しかし、1979年に熊本県重要無形文化財に指定されたのを機に、文楽の里づくりで清和文楽の再生を果たした。1992年には、九州唯一の人形浄瑠璃専用劇場として、清和文楽館が完成している。
そうした動きもあり、1994年には太夫・三味線が復活し、年間180回程度の公演を行っている。
現在、太夫・三味線2名と人形遣い11名で、清和文楽館での定期公演・予約公演の他、九州・関西・関東などの国内、アイルランド・イタリア・ギリシャ・韓国などの海外でも公演を実施。
また、2021年には、疫病を鎮めるとされる妖怪アマビエを題材にした新作人形浄瑠璃・熊本県立劇場プロデュースの「肥後アマビエ戀歌異聞(こいうたいぶん)」を発表したことでも知られる。
そんな清和文楽は、一昨年11月に熊本県立劇場で上演し、好評だった「ONE PIECE」とコラボレーションした特別公演を、清和文楽館の会場規模に合わせて新たにリメイク。「超馴鹿船出冬桜(ちょっぱあふなでのふゆざくら)」として定期公演を始める。
今回の公演の意味は、日本を代表する人気漫画と伝統芸能のコラボで、同文楽の認知度を高め、新しいファン層を開拓すること。熊本地震からの復興プロジェクトの一環として活動すること。さらに、県重要無形文化財である「清和文楽」の新たな魅力を引き出し、担い手の確保および後継者育成などにつなげていくことにあるという。
「超馴鹿船出冬桜」の脚本・演出は、スーパー歌舞伎Ⅱ『ワンピース』で脚本を担当する、劇作家・演出家で劇団扉座を主宰する横内謙介氏。
そして、音楽は、様々なミュージシャンとの共演を積極的に行う、尺八演奏家の藤原道山氏が担当する。
いま多くの農村芸能が衰退し、その存続が危ぶまれている。「超馴鹿船出冬桜」の定期公演は、文化的な価値が高い農村芸能を多くの人が支えていくことの必要性を訴求する機会になるだろう。

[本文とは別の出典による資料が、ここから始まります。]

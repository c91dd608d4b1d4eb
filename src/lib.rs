//! # Holstein DiagMC
//!
//! ![](https://img.shields.io/badge/language-Rust-orange)
//!
//! Diagrammatic Monte Carlo (DiagMC) for a single electron coupled to a single
//! dispersionless phonon mode (the Holstein model on one site).
//!
//! The library samples Feynman diagrams of the electron propagator at a fixed
//! imaginary time `τ`. A diagram is a set of internal phonon lines, each one an
//! interval `[t_start, t_end]` attached to the electron line. The Markov chain
//! moves between diagram orders with two reversible updates, inserting or removing
//! one phonon line, accepted with the Metropolis-Hastings rule. From the sampled
//! diagrams we estimate the ground state energy of the polaron and the
//! distribution of the number of phonons.
//!
//! **Features**:
//! - Metropolis-Hastings insert / remove updates with detailed balance;
//! - Thermalization and production drivers;
//! - Estimators for the ground state energy and the mean phonon number;
//! - Phonon number histogram with Poisson fit and SVG plot;
//! - Reproducible runs from a seed;
//! - Serde support;
//!
//! ## Usage
//!
//! ```rust
//! use holstein_diagmc::prelude::*;
//! use rand::SeedableRng;
//!
//! # fn main() -> Result<(), Box<dyn std::error::Error>> {
//! let rng = rand_xoshiro::Xoshiro256PlusPlus::seed_from_u64(1);
//!
//! let coupling = 0.3_f64;
//! let frequency = 1_f64;
//! let time = 50_f64;
//! let parameters = ModelParameters::new(coupling, frequency, time)?;
//!
//! let mut mc = DiagrammaticMonteCarlo::new(parameters, rng);
//! let diagram = run_thermalization(Diagram::new(time), &mut mc, 1_000)?;
//! let (_diagram, statistics) = run_production(diagram, &mut mc, 10_000, frequency)?;
//!
//! let estimates = Estimates::from_statistics(&statistics, &parameters)?;
//! println!("E_GS = {}", estimates.energy());
//! # Ok(())
//! # }
//! ```
//!
//! ## Discussion about Random Number Generators (RNGs)
//!
//! The Monte Carlo code is generic over [`rand::Rng`]. Reproducibility only
//! needs a seedable generator that is consumed by a single chain, in order.
//! The binary uses [`rand_xoshiro::Xoshiro256PlusPlus`] which is fast, has good
//! statistical quality and gives the same stream on every platform, see
//! [`rng`].

#![warn(clippy::cast_sign_loss)]
#![warn(clippy::cast_possible_truncation)]
#![warn(clippy::cast_possible_wrap)]
#![warn(clippy::clone_on_ref_ptr)]
#![warn(clippy::cognitive_complexity)]
#![warn(clippy::float_cmp_const)]
#![warn(clippy::implicit_saturating_sub)]
#![warn(clippy::imprecise_flops)]
#![warn(clippy::large_types_passed_by_value)]
#![warn(clippy::macro_use_imports)]
#![warn(clippy::needless_pass_by_value)]
#![warn(clippy::suboptimal_flops)]
#![warn(clippy::todo)]
#![warn(clippy::trivially_copy_pass_by_ref)]
#![warn(clippy::unreadable_literal)]
#![warn(clippy::unseparated_literal_suffix)]
#![warn(clippy::unused_self)]
#![warn(clippy::missing_errors_doc)]
#![warn(missing_docs)]

pub use rand::{Rng, SeedableRng};
pub use rand_distr::Distribution;

#[macro_use]
mod macro_def;
pub mod config;
pub mod diagram;
pub mod error;
pub mod model;
pub mod output;
pub mod plot;
pub mod prelude;
pub mod rng;
pub mod simulation;
pub mod statistics;

#[cfg(test)]
mod test;

/// alias for [`f64`]
pub type Real = f64;
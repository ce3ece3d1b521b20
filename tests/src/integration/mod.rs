//! Cross-module tests driving the service through its public ports.

pub mod concurrency;
pub mod invariants;
pub mod ipc_flows;
pub mod scenarios;
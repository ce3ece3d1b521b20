//! Field and counter checks shared by the transition handlers.

use super::errors::{SocialError, SocialResult};

/// Reject strings longer than `max` bytes.
pub fn check_len(field: &'static str, value: &str, max: usize) -> SocialResult<()> {
    if value.len() > max {
        return Err(SocialError::FieldTooLong {
            field,
            max,
            actual: value.len(),
        });
    }
    Ok(())
}

/// Reject empty strings and strings longer than `max` bytes.
pub fn check_required(field: &'static str, value: &str, max: usize) -> SocialResult<()> {
    if value.is_empty() {
        return Err(SocialError::EmptyField { field });
    }
    check_len(field, value, max)
}

pub fn increment(counter: &'static str, value: u64) -> SocialResult<u64> {
    value
        .checked_add(1)
        .ok_or(SocialError::ArithmeticOverflow { counter })
}

pub fn decrement(counter: &'static str, value: u64) -> SocialResult<u64> {
    value
        .checked_sub(1)
        .ok_or(SocialError::CounterUnderflow { counter })
}

pub fn add(counter: &'static str, value: u64, amount: u64) -> SocialResult<u64> {
    value
        .checked_add(amount)
        .ok_or(SocialError::ArithmeticOverflow { counter })
}

pub fn increment_tally(value: u32) -> SocialResult<u32> {
    value.checked_add(1).ok_or(SocialError::ArithmeticOverflow {
        counter: "votes_per_option",
    })
}
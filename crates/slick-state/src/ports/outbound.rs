//! # Outbound Ports (Driven Ports)
//!
//! Dependencies the transition engine requires the host to provide.
//!
//! Testing and single-process use: the in-memory adapters in `adapters/`.

use crate::domain::{Account, AccountKind, Address, Identity, SocialError, Timestamp};
use crate::events::SocialEvent;
use std::fmt;
use std::sync::Arc;
use thiserror::Error;

// =============================================================================
// ACCOUNT STORE
// =============================================================================

/// Store key: the account kind (as a one-byte prefix) plus its address.
#[derive(Clone, Copy, PartialEq, Eq, Hash, PartialOrd, Ord)]
pub struct AccountKey {
    pub kind: AccountKind,
    pub address: Address,
}

impl AccountKey {
    pub const LEN: usize = 33;

    pub fn new(kind: AccountKind, address: Address) -> Self {
        Self { kind, address }
    }

    pub fn to_bytes(&self) -> [u8; Self::LEN] {
        let mut key = [0u8; Self::LEN];
        key[0] = self.kind.prefix();
        key[1..].copy_from_slice(self.address.as_bytes());
        key
    }

    pub fn from_bytes(bytes: &[u8]) -> Option<Self> {
        if bytes.len() != Self::LEN {
            return None;
        }
        let kind = AccountKind::from_prefix(bytes[0])?;
        let mut address = [0u8; 32];
        address.copy_from_slice(&bytes[1..]);
        Some(Self::new(kind, Address(address)))
    }
}

impl fmt::Debug for AccountKey {
    fn fmt(&self, f: &mut fmt::Formatter<'_>) -> fmt::Result {
        write!(f, "{}:{:?}", self.kind, self.address)
    }
}

/// Serialized record plus the commit sequence that last wrote it.
#[derive(Clone, Debug, PartialEq, Eq)]
pub struct StoredAccount {
    pub version: u64,
    pub data: Vec<u8>,
}

/// A single write inside a batch, with the state it expects to find.
#[derive(Debug, Clone)]
pub enum WriteOp {
    /// Address must be vacant.
    Create { key: AccountKey, data: Vec<u8> },
    /// Address must still hold `expected_version`.
    Update {
        key: AccountKey,
        data: Vec<u8>,
        expected_version: u64,
    },
    /// Address must still hold `expected_version`; vacated afterwards.
    Delete { key: AccountKey, expected_version: u64 },
}

impl WriteOp {
    pub fn key(&self) -> &AccountKey {
        match self {
            WriteOp::Create { key, .. } | WriteOp::Update { key, .. } | WriteOp::Delete { key, .. } => {
                key
            }
        }
    }
}

/// Everything one transition read and wants to write.
///
/// `reads` records the version observed for every key consulted (`None` for
/// vacant). The store applies `writes` only if every read still holds.
#[derive(Debug, Clone, Default)]
pub struct WriteBatch {
    pub reads: Vec<(AccountKey, Option<u64>)>,
    pub writes: Vec<WriteOp>,
}

impl WriteBatch {
    pub fn is_empty(&self) -> bool {
        self.writes.is_empty()
    }
}

#[derive(Debug, Clone, Copy, PartialEq, Eq)]
pub struct CommitReceipt {
    /// Store sequence number assigned to this commit.
    pub sequence: u64,
    pub writes: usize,
}

#[derive(Debug, Clone, PartialEq, Eq, Error)]
pub enum StoreError {
    #[error("store backend failure: {0}")]
    Backend(String),

    #[error("corrupt store key: {0}")]
    CorruptKey(String),
}

#[derive(Debug, Clone, PartialEq, Eq, Error)]
pub enum CommitError {
    /// A read or write expectation no longer holds. Nothing was applied.
    #[error("stale read of {key:?}")]
    Stale { key: AccountKey },

    /// The precommit hook refused. Nothing was applied.
    #[error("precommit rejected: {0}")]
    Rejected(SocialError),

    #[error(transparent)]
    Store(#[from] StoreError),
}

/// Versioned key-value store holding serialized accounts.
///
/// ## Atomicity
///
/// `commit_with` validates the read set and every write expectation, runs
/// `precommit`, and applies all writes as one unit. Any failure leaves the
/// store untouched. Commits touching disjoint keys never invalidate each
/// other.
pub trait AccountStore: Send + Sync {
    fn get(&self, key: &AccountKey) -> Result<Option<StoredAccount>, StoreError>;

    /// Every account of one kind.
    fn prefix_scan(&self, kind: AccountKind) -> Result<Vec<(Address, StoredAccount)>, StoreError>;

    fn commit_with(
        &self,
        batch: WriteBatch,
        precommit: &mut dyn FnMut() -> Result<(), SocialError>,
    ) -> Result<CommitReceipt, CommitError>;

    fn commit(&self, batch: WriteBatch) -> Result<CommitReceipt, CommitError> {
        self.commit_with(batch, &mut || Ok(()))
    }
}

// =============================================================================
// TIME
// =============================================================================

/// Current time, injectable for tests.
pub trait TimeSource: Send + Sync {
    /// Unix seconds.
    fn now(&self) -> Timestamp;
}

// =============================================================================
// LEDGER
// =============================================================================

#[derive(Debug, Clone, PartialEq, Eq, Error)]
pub enum LedgerError {
    #[error("insufficient funds: {account} has {available}, needs {required}")]
    InsufficientFunds {
        account: Identity,
        required: u64,
        available: u64,
    },

    #[error("recipient balance would overflow")]
    BalanceOverflow,

    #[error("ledger unavailable: {0}")]
    Unavailable(String),
}

/// External balance transfer used for tips.
pub trait TipLedger: Send + Sync {
    fn transfer(&self, from: &Identity, to: &Identity, lamports: u64) -> Result<(), LedgerError>;
}

// =============================================================================
// EVENTS
// =============================================================================

pub trait EventPublisher: Send + Sync {
    fn publish(&self, events: Vec<SocialEvent>);
}

// =============================================================================
// SERIALIZATION
// =============================================================================

#[derive(Debug, Clone, PartialEq, Eq, Error)]
#[error("{0}")]
pub struct SerializationError(pub String);

pub trait AccountSerializer: Send + Sync {
    fn serialize(&self, account: &Account) -> Result<Vec<u8>, SerializationError>;

    fn deserialize(&self, data: &[u8]) -> Result<Account, SerializationError>;
}

// =============================================================================
// ERROR CONVERSIONS
// =============================================================================

impl From<StoreError> for SocialError {
    fn from(err: StoreError) -> Self {
        SocialError::Storage(err.to_string())
    }
}

impl From<LedgerError> for SocialError {
    fn from(err: LedgerError) -> Self {
        SocialError::LedgerRejected(err.to_string())
    }
}

impl From<SerializationError> for SocialError {
    fn from(err: SerializationError) -> Self {
        SocialError::Serialization(err.0)
    }
}

// =============================================================================
// SHARED HANDLES
// =============================================================================

impl<T: AccountStore + ?Sized> AccountStore for Arc<T> {
    fn get(&self, key: &AccountKey) -> Result<Option<StoredAccount>, StoreError> {
        (**self).get(key)
    }

    fn prefix_scan(&self, kind: AccountKind) -> Result<Vec<(Address, StoredAccount)>, StoreError> {
        (**self).prefix_scan(kind)
    }

    fn commit_with(
        &self,
        batch: WriteBatch,
        precommit: &mut dyn FnMut() -> Result<(), SocialError>,
    ) -> Result<CommitReceipt, CommitError> {
        (**self).commit_with(batch, precommit)
    }
}

impl<T: TimeSource + ?Sized> TimeSource for Arc<T> {
    fn now(&self) -> Timestamp {
        (**self).now()
    }
}

impl<T: TipLedger + ?Sized> TipLedger for Arc<T> {
    fn transfer(&self, from: &Identity, to: &Identity, lamports: u64) -> Result<(), LedgerError> {
        (**self).transfer(from, to, lamports)
    }
}

impl<T: EventPublisher + ?Sized> EventPublisher for Arc<T> {
    fn publish(&self, events: Vec<SocialEvent>) {
        (**self).publish(events)
    }
}
//! Fixtures shared by unit and integration tests.
//!
//! Requires feature: `test-utils`

use crate::adapters::{
    BincodeAccountSerializer, InMemoryAccountStore, InMemoryEventLog, InMemoryLedger, ManualClock,
};
use crate::domain::{Address, ContentHash, Identity, SocialConfig, Timestamp};
use crate::ports::SocialApi;
use crate::service::{SocialDependencies, SocialService};
use std::sync::Arc;

/// Clock start for every harness: 2023-11-14T22:13:20Z.
pub const GENESIS_TIME: Timestamp = 1_700_000_000;

/// One hour past [`GENESIS_TIME`].
pub const POLL_END: Timestamp = GENESIS_TIME + 3_600;

pub type TestService = SocialService<
    Arc<InMemoryAccountStore>,
    Arc<ManualClock>,
    Arc<InMemoryLedger>,
    Arc<InMemoryEventLog>,
    BincodeAccountSerializer,
>;

pub fn identity(seed: u8) -> Identity {
    Identity([seed; 32])
}

pub fn content_hash(seed: u8) -> ContentHash {
    [seed; 32]
}

/// A service over in-memory adapters, with handles kept for inspection.
pub struct TestHarness {
    pub service: TestService,
    pub store: Arc<InMemoryAccountStore>,
    pub clock: Arc<ManualClock>,
    pub ledger: Arc<InMemoryLedger>,
    pub events: Arc<InMemoryEventLog>,
}

impl Default for TestHarness {
    fn default() -> Self {
        Self::new()
    }
}

impl TestHarness {
    pub fn new() -> Self {
        Self::with_config(SocialConfig::default())
    }

    pub fn with_config(config: SocialConfig) -> Self {
        let store = Arc::new(InMemoryAccountStore::new());
        let clock = Arc::new(ManualClock::new(GENESIS_TIME));
        let ledger = Arc::new(InMemoryLedger::new());
        let events = Arc::new(InMemoryEventLog::new());

        let service = SocialService::new(
            SocialDependencies {
                store: Arc::clone(&store),
                time_source: Arc::clone(&clock),
                ledger: Arc::clone(&ledger),
                publisher: Arc::clone(&events),
                serializer: BincodeAccountSerializer,
            },
            config,
        );

        Self {
            service,
            store,
            clock,
            ledger,
            events,
        }
    }

    /// Another service over this harness's adapters and config.
    pub fn share(&self) -> TestService {
        self.share_with_config(self.service.config().clone())
    }

    /// Another service over the same adapters with a different config.
    pub fn share_with_config(&self, config: SocialConfig) -> TestService {
        SocialService::new(
            SocialDependencies {
                store: Arc::clone(&self.store),
                time_source: Arc::clone(&self.clock),
                ledger: Arc::clone(&self.ledger),
                publisher: Arc::clone(&self.events),
                serializer: BincodeAccountSerializer,
            },
            config,
        )
    }

    /// Create a profile for `identity(seed)` and return the identity.
    pub fn user(&self, seed: u8) -> Identity {
        let owner = identity(seed);
        self.service
            .create_profile(owner, format!("user-{seed}"), format!("ipfs://avatar/{seed}"))
            .expect("create profile");
        owner
    }

    pub fn community(&self, creator: Identity, community_id: u64) -> Address {
        self.service
            .create_community(
                creator,
                format!("community-{community_id}"),
                format!("ipfs://community/{community_id}"),
                community_id,
            )
            .expect("create community")
            .address
    }

    /// Create a profile for `identity(seed)` and join it to `community`.
    pub fn member(&self, community: Address, seed: u8) -> Identity {
        let user = self.user(seed);
        self.service
            .join_community(user, community)
            .expect("join community");
        user
    }

    pub fn post(&self, author: Identity, community: Address) -> Address {
        self.service
            .create_post(
                author,
                community,
                "ipfs://post".to_string(),
                content_hash(1),
                false,
                None,
            )
            .expect("create post")
            .address
    }

    /// Poll whose options are the first `options` seeds, ending at [`POLL_END`].
    pub fn poll(&self, creator: Identity, community: Address, options: u8) -> Address {
        self.service
            .create_poll(
                creator,
                community,
                "ipfs://question".to_string(),
                (1..=options).map(identity).collect(),
                POLL_END,
            )
            .expect("create poll")
            .address
    }
}
//! Prometheus metrics for the Slick state core.
//!
//! All metrics follow the naming convention: `slick_<area>_<metric>_<unit>`

use lazy_static::lazy_static;
use prometheus::{
    exponential_buckets, Counter, CounterVec, Encoder, HistogramOpts, HistogramVec, Opts,
    Registry, TextEncoder,
};

use crate::TelemetryError;

lazy_static! {
    /// Global metrics registry
    pub static ref REGISTRY: Registry = Registry::new();

    // =========================================================================
    // TRANSITION ENGINE
    // =========================================================================

    /// Operations by name and outcome (outcome: ok or the error code)
    pub static ref OPERATIONS_TOTAL: CounterVec = CounterVec::new(
        Opts::new("slick_engine_operations_total", "State transitions by operation and outcome"),
        &["operation", "outcome"]
    ).expect("metric creation failed");

    /// Optimistic commits that found a stale read set and re-executed
    pub static ref COMMIT_CONFLICTS: Counter = Counter::new(
        "slick_engine_commit_conflicts_total",
        "Commits rejected because a read address changed underneath the operation"
    ).expect("metric creation failed");

    /// End-to-end operation latency including re-executions
    pub static ref OPERATION_DURATION: HistogramVec = HistogramVec::new(
        HistogramOpts::new(
            "slick_engine_operation_duration_seconds",
            "Time spent executing a state transition"
        ).buckets(exponential_buckets(0.00001, 2.0, 16).expect("valid buckets")),
        &["operation"]
    ).expect("metric creation failed");

    // =========================================================================
    // QUERY LAYER
    // =========================================================================

    /// Full scans of one account kind
    pub static ref SCANS_TOTAL: CounterVec = CounterVec::new(
        Opts::new("slick_query_scans_total", "Scan-of-kind queries by account kind"),
        &["kind"]
    ).expect("metric creation failed");

    /// Records decoded by scans
    pub static ref SCANNED_RECORDS: CounterVec = CounterVec::new(
        Opts::new("slick_query_scanned_records_total", "Records decoded by scans"),
        &["kind"]
    ).expect("metric creation failed");
}

/// Register all metrics with the global registry.
///
/// Safe to call more than once; already-registered collectors are skipped.
pub fn register_metrics() -> Result<(), TelemetryError> {
    let metrics: Vec<Box<dyn prometheus::core::Collector>> = vec![
        Box::new(OPERATIONS_TOTAL.clone()),
        Box::new(COMMIT_CONFLICTS.clone()),
        Box::new(OPERATION_DURATION.clone()),
        Box::new(SCANS_TOTAL.clone()),
        Box::new(SCANNED_RECORDS.clone()),
    ];

    for metric in metrics {
        match REGISTRY.register(metric) {
            Ok(()) | Err(prometheus::Error::AlreadyReg) => {}
            Err(e) => return Err(TelemetryError::MetricsInit(e.to_string())),
        }
    }

    Ok(())
}

/// Encode all metrics as Prometheus text format.
pub fn gather_metrics() -> Result<String, TelemetryError> {
    let encoder = TextEncoder::new();
    let metric_families = REGISTRY.gather();
    let mut buffer = Vec::new();
    encoder
        .encode(&metric_families, &mut buffer)
        .map_err(|e| TelemetryError::MetricsInit(e.to_string()))?;
    String::from_utf8(buffer).map_err(|e| TelemetryError::MetricsInit(e.to_string()))
}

清和文楽 超馴鹿船出冬桜(ちょっぱあふなでのふゆざくら)
開催日:3月30日(土)・3月31日(日)
開演時間:13時30分
開催場所:清和文楽館
所在地:熊本県上益城郡山都町大平152
料金:3,500円(税込)
チケット購入サイト: https://t.livepocket.jp/p/lkowm?eid=271383
清和文楽館公式サイト:https://seiwabunraku.com/
PR TIMES:https://prtimes.jp/main/html/rd/p/000000064.000098840.html
(高野晃彰)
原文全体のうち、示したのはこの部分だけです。